WHAT YOU HAVE TO DO =>
Tell me how many lines in the entries below contain the word "found"; reply with the number and nothing else.

****

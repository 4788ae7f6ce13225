//! Decoder behaviour under non-default configuration.

use http::StatusCode;
use orderbox_core::{
    ClassifyPlan, CodecError, Decoder, DecoderConfig, RecordKeys, RecordTolerance,
    UnknownKeyPolicy,
};
use serde::Deserialize;

#[derive(Debug, Deserialize, PartialEq)]
struct Order {
    #[serde(default)]
    domain: String,
}

fn decoder(toml: &str) -> Decoder {
    Decoder::new(DecoderConfig::from_toml_str(toml).unwrap()).unwrap()
}

#[test]
fn test_custom_record_key_pattern() {
    let decoder = decoder(r#"record_key_pattern = "^order-[0-9]+$""#);
    let plan = ClassifyPlan::new("orders")
        .count_key("recsindb")
        .unknown_keys(UnknownKeyPolicy::Reject);

    let body = br#"{"recsindb":"2","order-1":{"domain":"a.com"},"order-2":{"domain":"b.com"}}"#;
    let found = decoder
        .decode_classified::<Order>(StatusCode::OK, body, &plan)
        .unwrap();
    assert_eq!(found.len(), 2);
    assert_eq!(found.records()[1].0, "order-2");

    let err = decoder
        .decode_classified::<Order>(StatusCode::OK, br#"{"1":{"domain":"a.com"}}"#, &plan)
        .unwrap_err();
    assert!(matches!(err, CodecError::UnknownDecodeShape { ref key } if key == "1"));
}

#[test]
fn test_custom_success_status() {
    let decoder = decoder("success_status = 201");
    assert_eq!(decoder.decode_text(StatusCode::CREATED, b"42").unwrap(), "42");

    let err = decoder
        .decode_text(StatusCode::OK, br#"{"status":"ERROR","message":"Use 201"}"#)
        .unwrap_err();
    assert!(matches!(err, CodecError::Upstream { ref message, .. } if message == "use 201"));
}

#[test]
fn test_body_limit_applies_to_error_envelopes() {
    let decoder = decoder("max_body_bytes = 16");
    let body = br#"{"status":"ERROR","message":"far too long for the limit"}"#;
    let err = decoder.decode_ack(StatusCode::BAD_REQUEST, body).unwrap_err();
    assert_eq!(err.error_code(), "PAYLOAD_TOO_LARGE");
}

#[test]
fn test_nested_wrappers_with_skipped_records() {
    let plan = ClassifyPlan::new("nested")
        .unwrap_levels(2)
        .records(RecordKeys::AnyRemaining)
        .deny(["meta"])
        .tolerance(RecordTolerance::Skip);

    let body = br#"{
        "outer": {
            "inner": {
                "meta": "ignored",
                "first": {"domain": "a.com"},
                "second": {"domain": 7}
            }
        }
    }"#;

    let found = Decoder::default()
        .decode_classified::<Order>(StatusCode::OK, body, &plan)
        .unwrap();
    assert_eq!(found.skipped(), 1);
    let keyed = found.into_keyed();
    assert_eq!(keyed.len(), 1);
    assert_eq!(keyed["first"].domain, "a.com");
}

#[test]
fn test_invalid_config_is_rejected() {
    let err = DecoderConfig::from_toml_str(r#"record_key_pattern = "(""#).unwrap_err();
    assert_eq!(err.error_code(), "INVALID_CONFIG");

    let err = DecoderConfig::from_toml_str("retries = 3").unwrap_err();
    assert!(matches!(err, CodecError::Config(_)));
}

****

EXPECTED ANSWER =>
6